To say that everybody is biased in one way or another ignores the fact that most structural standards are not directly funded by the special interests and the standards bodies make an effort to involve a diversity of viewpoints.  If the 3D printing advocates have the guts, they should propose that ACI address 3D printing.  If this is done, I suggest that some changes will need to be made to the    technology and the end result will limit where 3D printing can be used.

The concrete codes have been developed with the recognition that reinforcing is needed to compensate for the fact that concrete is weak in tension.  Without the reinforcing you have problems.

Mention was made to adobe which is essentially a form of masonry.  It is well recognized that adobe structures are particularly likely to be damaged in earthquakes.  Because of the poor performance of unreinforced masonry buildings, it is now necessary in California to retrofit such buildings.

So now UL is saying that concrete without reinforcing is just as good as concrete with reinforcing.  I suggest that UL has a credibility problem.


----------



## bill1952 (Jan 1, 2022)

I've watched the AISI and PCA and the wood organization and other reps at code committees and hearings and respectfully disagree with "ignores the fact that most structural standards are not directly funded by the special interests".  None of them want less expensive materials with less high cost laborers required permitted.

And thank heavens we don't all live in California nor all in seismic zones, and because we don't, shouldn't be held to those same standards. There are adobe structures that have lasted lifetimes.


----------



## BRS (Jan 2, 2022)

jar546 said:


> Still in its infancy with technology improving while in R&D, this looks promising in the right climate.  Very interesting.


What remains unanswered is, who will buy them and secondly will builders invest in the printer that will do the job?
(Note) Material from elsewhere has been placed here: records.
mod common;

use anyhow::Result;
use chrono::{Duration, Utc};
use uuid::Uuid;

use teamsync::authz::{resolve_role, RoleName};
use teamsync::errors::AppError;
use teamsync::models::project::ProjectCreateRequest;
use teamsync::models::task::TaskCreateRequest;
use teamsync::models::workspace::{WorkspaceCreateRequest, WorkspaceUpdateRequest};
use teamsync::services::{accounts, members, projects, tasks, workspaces};

fn workspace_request(name: &str) -> WorkspaceCreateRequest {
    WorkspaceCreateRequest {
        name: name.to_string(),
        description: None,
    }
}

fn project_request(name: &str) -> ProjectCreateRequest {
    ProjectCreateRequest {
        name: name.to_string(),
        emoji: None,
        description: None,
    }
}

fn task_request(title: &str) -> TaskCreateRequest {
    TaskCreateRequest {
        title: title.to_string(),
        description: None,
        priority: None,
        status: None,
        assigned_to: None,
        due_date: Some(Utc::now() + Duration::days(3)),
    }
}

async fn role_id(pool: &sqlx::SqlitePool, role: RoleName) -> Result<Uuid> {
    Ok(sqlx::query_scalar("SELECT id FROM roles WHERE name = ?")
        .bind(role)
        .fetch_one(pool)
        .await?)
}

async fn membership_id(pool: &sqlx::SqlitePool, user_id: Uuid, workspace_id: Uuid) -> Result<Uuid> {
    Ok(sqlx::query_scalar("SELECT id FROM memberships WHERE user_id = ? AND workspace_id = ?")
        .bind(user_id)
        .bind(workspace_id)
        .fetch_one(pool)
        .await?)
}

#[tokio::test]
async fn registration_bootstraps_a_personal_workspace() -> Result<()> {
    let db = common::setup().await?;
    let user = common::register(&db.pool, "Ada", "ada@example.com").await?;

    let personal = user.current_workspace_id.expect("current workspace set at registration");
    let detail = workspaces::get_workspace(&db.pool, personal).await?;
    assert_eq!(detail.workspace.name, "My Workspace");
    assert_eq!(detail.workspace.description.as_deref(), Some("Workspace created for Ada"));
    assert_eq!(detail.workspace.owner_id, user.id);
    assert_eq!(detail.members.len(), 1);
    assert_eq!(detail.members[0].role.name, RoleName::Owner);

    assert_eq!(resolve_role(&db.pool, user.id, personal).await?, RoleName::Owner);
    Ok(())
}

#[tokio::test]
async fn creating_a_workspace_makes_the_creator_owner_and_current() -> Result<()> {
    let db = common::setup().await?;
    let user = common::register(&db.pool, "Ada", "ada@example.com").await?;

    let workspace = workspaces::create_workspace(
        &db.pool,
        user.id,
        WorkspaceCreateRequest {
            name: "  Design  ".to_string(),
            description: Some("Design work".to_string()),
        },
    )
    .await?;

    assert_eq!(workspace.name, "Design");
    assert_eq!(workspace.owner_id, user.id);
    assert_eq!(workspace.invite_code.len(), 8);
    assert_eq!(resolve_role(&db.pool, user.id, workspace.id).await?, RoleName::Owner);

    let refreshed = accounts::fetch_user(&db.pool, user.id).await?;
    assert_eq!(refreshed.current_workspace_id, Some(workspace.id));

    let missing = workspaces::create_workspace(&db.pool, Uuid::new_v4(), workspace_request("Ghost")).await;
    assert!(matches!(missing, Err(AppError::NotFound(_))));

    let blank = workspaces::create_workspace(&db.pool, user.id, workspace_request("   ")).await;
    assert!(matches!(blank, Err(AppError::Validation(_))));
    Ok(())
}

#[tokio::test]
async fn partial_update_keeps_missing_fields_and_clears_empty_description() -> Result<()> {
    let db = common::setup().await?;
    let user = common::register(&db.pool, "Ada", "ada@example.com").await?;
    let workspace = workspaces::create_workspace(
        &db.pool,
        user.id,
        WorkspaceCreateRequest {
            name: "Design".to_string(),
            description: Some("Design work".to_string()),
        },
    )
    .await?;

    let renamed = workspaces::update_workspace(
        &db.pool,
        workspace.id,
        WorkspaceUpdateRequest {
            name: Some("Brand".to_string()),
            ..Default::default()
        },
    )
    .await?;
    assert_eq!(renamed.name, "Brand");
    assert_eq!(renamed.description.as_deref(), Some("Design work"));

    let cleared = workspaces::update_workspace(
        &db.pool,
        workspace.id,
        WorkspaceUpdateRequest {
            description: Some(String::new()),
            ..Default::default()
        },
    )
    .await?;
    assert_eq!(cleared.name, "Brand");
    assert_eq!(cleared.description, None);

    let empty_name = workspaces::update_workspace(
        &db.pool,
        workspace.id,
        WorkspaceUpdateRequest {
            name: Some(" ".to_string()),
            ..Default::default()
        },
    )
    .await;
    assert!(matches!(empty_name, Err(AppError::Validation(_))));
    Ok(())
}

#[tokio::test]
async fn deleting_a_workspace_cascades_and_moves_current_workspaces() -> Result<()> {
    let db = common::setup().await?;
    let owner = common::register(&db.pool, "Owner", "owner@example.com").await?;
    let guest = common::register(&db.pool, "Guest", "guest@example.com").await?;
    let owner_personal = owner.current_workspace_id.expect("personal workspace");
    let guest_personal = guest.current_workspace_id.expect("personal workspace");

    let workspace = workspaces::create_workspace(&db.pool, owner.id, workspace_request("Doomed")).await?;
    members::join_by_invite(&db.pool, guest.id, &workspace.invite_code).await?;
    sqlx::query("UPDATE users SET current_workspace_id = ? WHERE id = ?")
        .bind(workspace.id)
        .bind(guest.id)
        .execute(&db.pool)
        .await?;

    for name in ["Alpha", "Beta"] {
        let project = projects::create_project(&db.pool, owner.id, workspace.id, project_request(name)).await?;
        for title in ["first", "second", "third"] {
            tasks::create_task(&db.pool, owner.id, workspace.id, project.id, task_request(title)).await?;
        }
    }

    let current = workspaces::delete_workspace(&db.pool, workspace.id, owner.id).await?;
    assert_eq!(current, Some(owner_personal));

    let ws = workspace.id;
    assert_eq!(common::count(&db.pool, "SELECT COUNT(*) FROM workspaces WHERE id = ?", ws).await?, 0);
    assert_eq!(common::count(&db.pool, "SELECT COUNT(*) FROM projects WHERE workspace_id = ?", ws).await?, 0);
    assert_eq!(common::count(&db.pool, "SELECT COUNT(*) FROM tasks WHERE workspace_id = ?", ws).await?, 0);
    assert_eq!(common::count(&db.pool, "SELECT COUNT(*) FROM memberships WHERE workspace_id = ?", ws).await?, 0);

    let guest_after = accounts::fetch_user(&db.pool, guest.id).await?;
    assert_eq!(guest_after.current_workspace_id, Some(guest_personal));

    // Unrelated workspaces are untouched.
    assert_eq!(resolve_role(&db.pool, owner.id, owner_personal).await?, RoleName::Owner);
    assert_eq!(resolve_role(&db.pool, guest.id, guest_personal).await?, RoleName::Owner);
    Ok(())
}

#[tokio::test]
async fn deleting_the_last_workspace_leaves_no_current_workspace() -> Result<()> {
    let db = common::setup().await?;
    let owner = common::register(&db.pool, "Owner", "owner@example.com").await?;
    let personal = owner.current_workspace_id.expect("personal workspace");

    let current = workspaces::delete_workspace(&db.pool, personal, owner.id).await?;
    assert_eq!(current, None);
    assert_eq!(accounts::fetch_user(&db.pool, owner.id).await?.current_workspace_id, None);
    Ok(())
}

#[tokio::test]
async fn only_the_owner_can_delete() -> Result<()> {
    let db = common::setup().await?;
    let owner = common::register(&db.pool, "Owner", "owner@example.com").await?;
    let admin = common::register(&db.pool, "Admin", "admin@example.com").await?;
    let workspace = workspaces::create_workspace(&db.pool, owner.id, workspace_request("Kept")).await?;
    members::join_by_invite(&db.pool, admin.id, &workspace.invite_code).await?;

    let result = workspaces::delete_workspace(&db.pool, workspace.id, admin.id).await;
    assert!(matches!(result, Err(AppError::BadRequest(msg)) if msg == "You are not the owner of this workspace"));
    assert_eq!(
        common::count(&db.pool, "SELECT COUNT(*) FROM workspaces WHERE id = ?", workspace.id).await?,
        1
    );

    let missing = workspaces::delete_workspace(&db.pool, Uuid::new_v4(), owner.id).await;
    assert!(matches!(missing, Err(AppError::NotFound(_))));
    Ok(())
}

#[tokio::test]
async fn a_failed_cascade_step_rolls_everything_back() -> Result<()> {
    let db = common::setup().await?;
    let owner = common::register(&db.pool, "Owner", "owner@example.com").await?;
    let workspace = workspaces::create_workspace(&db.pool, owner.id, workspace_request("Fragile")).await?;
    let project = projects::create_project(&db.pool, owner.id, workspace.id, project_request("Alpha")).await?;
    tasks::create_task(&db.pool, owner.id, workspace.id, project.id, task_request("only")).await?;

    sqlx::query(
        "CREATE TRIGGER fail_membership_delete BEFORE DELETE ON memberships \
         BEGIN SELECT RAISE(ABORT, 'injected failure'); END;",
    )
    .execute(&db.pool)
    .await?;

    let result = workspaces::delete_workspace(&db.pool, workspace.id, owner.id).await;
    assert!(matches!(result, Err(AppError::Database(_))));

    let ws = workspace.id;
    assert_eq!(common::count(&db.pool, "SELECT COUNT(*) FROM workspaces WHERE id = ?", ws).await?, 1);
    assert_eq!(common::count(&db.pool, "SELECT COUNT(*) FROM projects WHERE workspace_id = ?", ws).await?, 1);
    assert_eq!(common::count(&db.pool, "SELECT COUNT(*) FROM tasks WHERE workspace_id = ?", ws).await?, 1);
    assert_eq!(common::count(&db.pool, "SELECT COUNT(*) FROM memberships WHERE workspace_id = ?", ws).await?, 1);
    assert_eq!(accounts::fetch_user(&db.pool, owner.id).await?.current_workspace_id, Some(ws));

    sqlx::query("DROP TRIGGER fail_membership_delete").execute(&db.pool).await?;
    workspaces::delete_workspace(&db.pool, ws, owner.id).await?;
    assert_eq!(common::count(&db.pool, "SELECT COUNT(*) FROM workspaces WHERE id = ?", ws).await?, 0);
    Ok(())
}

#[tokio::test]
async fn member_roles_can_be_changed_within_the_workspace() -> Result<()> {
    let db = common::setup().await?;
    let owner = common::register(&db.pool, "Owner", "owner@example.com").await?;
    let member = common::register(&db.pool, "Member", "member@example.com").await?;
    let workspace = workspaces::create_workspace(&db.pool, owner.id, workspace_request("Team")).await?;
    members::join_by_invite(&db.pool, member.id, &workspace.invite_code).await?;

    let admin_role = role_id(&db.pool, RoleName::Admin).await?;
    let member_row = membership_id(&db.pool, member.id, workspace.id).await?;

    let updated = workspaces::change_member_role(&db.pool, workspace.id, member_row, admin_role).await?;
    assert_eq!(updated.role_id, admin_role);
    assert_eq!(resolve_role(&db.pool, member.id, workspace.id).await?, RoleName::Admin);

    let unknown_role = workspaces::change_member_role(&db.pool, workspace.id, member_row, Uuid::new_v4()).await;
    assert!(matches!(unknown_role, Err(AppError::NotFound(_))));

    let unknown_member = workspaces::change_member_role(&db.pool, workspace.id, Uuid::new_v4(), admin_role).await;
    assert!(matches!(unknown_member, Err(AppError::Internal(_))));

    let unknown_workspace = workspaces::change_member_role(&db.pool, Uuid::new_v4(), member_row, admin_role).await;
    assert!(matches!(unknown_workspace, Err(AppError::NotFound(_))));

    // A membership from another workspace cannot be edited through this one.
    let foreign_row = membership_id(&db.pool, member.id, member.current_workspace_id.expect("personal")).await?;
    let foreign = workspaces::change_member_role(&db.pool, workspace.id, foreign_row, admin_role).await;
    assert!(matches!(foreign, Err(AppError::NotFound(_))));

    let owner_row = membership_id(&db.pool, owner.id, workspace.id).await?;
    let demote_owner = workspaces::change_member_role(&db.pool, workspace.id, owner_row, admin_role).await;
    assert!(matches!(demote_owner, Err(AppError::BadRequest(_))));
    assert_eq!(resolve_role(&db.pool, owner.id, workspace.id).await?, RoleName::Owner);
    Ok(())
}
Maybe the builder gets cut out of the loop and using GPS, the structure is printed from the design firms office. Also left unaddressed are Specialty Codes and their application. I think it is important to keep in mind that these printers print horizontally which makes them kind of a "one trick pony". Get back to me when printers can printed metal{s}. There may be some application here, however it appears there are severe limitations in the residential arena.


----------



## Jean Tessmer-HI (Jan 3, 2022)

Very interesting thank you for sharing.  My question too is more on structural integrity, then fire resistance, then insulating qaulities.  The science of concrete is thousands of years old.  It has a long track record for predictable reliability, use, and history.  I like concrete.


----------



## mtlogcabin (Jan 3, 2022)

Well Jar if they did that in South Florida the "lake" they created would become an instant mosquito breeding ground. Also the "lake" will be classified as a wetland (did you notice the cattails) by some, if not all local, state or federal agencies.

Only time and the free market will determine if this takes off in developed nations


----------



## Keystone (Jan 3, 2022)

Woman moves into first 3D-printed Habitat for Humanity house in US
					

WILLIAMSBURG, Va. (WTKR/CBS Newspath) - On the first day of winter, a Williamsburg woman officially took ownership of her new home: the first-ever completed 3D printed house in the U. S. made by Habitat for Humanity. Crews broke ground in July on the 1,200 square foot, three-bedroom house, and...




					local12.com
				












						World's largest 3D-printed neighborhood to break ground in Texas
					

Scheduled to break ground next year, the project will see 100 single-story houses "printed" on-site using advanced robotic construction.




					www.cnn.com
				




There’s are a handful of examples out there in the United States.


----------



## Joe.B (Jan 3, 2022)

mtlogcabin said:


> Well Jar if they did that in South Florida the "lake" they created would become an instant mosquito breeding ground. Also the "lake" will be classified as a wetland (did you notice the cattails) by some, if not all local, state or federal agencies.
> 
> Only time and the free market will determine if this takes off in developed nations


That's why you add fish, preferably invasive Tilapia or something equally problematic. Mosquito eats you, fish east mosquito, you eat fish. Sounds like the circle of life right?


----------



## bill1952 (Jan 3, 2022)

What Do We Know About the First 3D-Printed House Inaugurated in Germany? - 3Dnatives
					

Recently, the first 3D-printed house in Germany was officially inaugurated and has been the talk of the town ever since. We decided to take a closer look.




					www.3dnatives.com


----------



## Paul Sweet (Jan 4, 2022)

I saw an article on the Williamsburg house, and it had wood studs inside the 3-D printed concrete walls so it could be wired.  I'm not sure there would be a significant cost savings until somebody develops a way to put in electrical boxes and conduit as the walls are printed, so they can be left exposed.


----------



## bill1952 (Jan 4, 2022)

MEP and rebar in printed houses:


----------



## bill1952 (Jan 8, 2022)

Reports one printed house withstood 7.4 magnitude earthquake.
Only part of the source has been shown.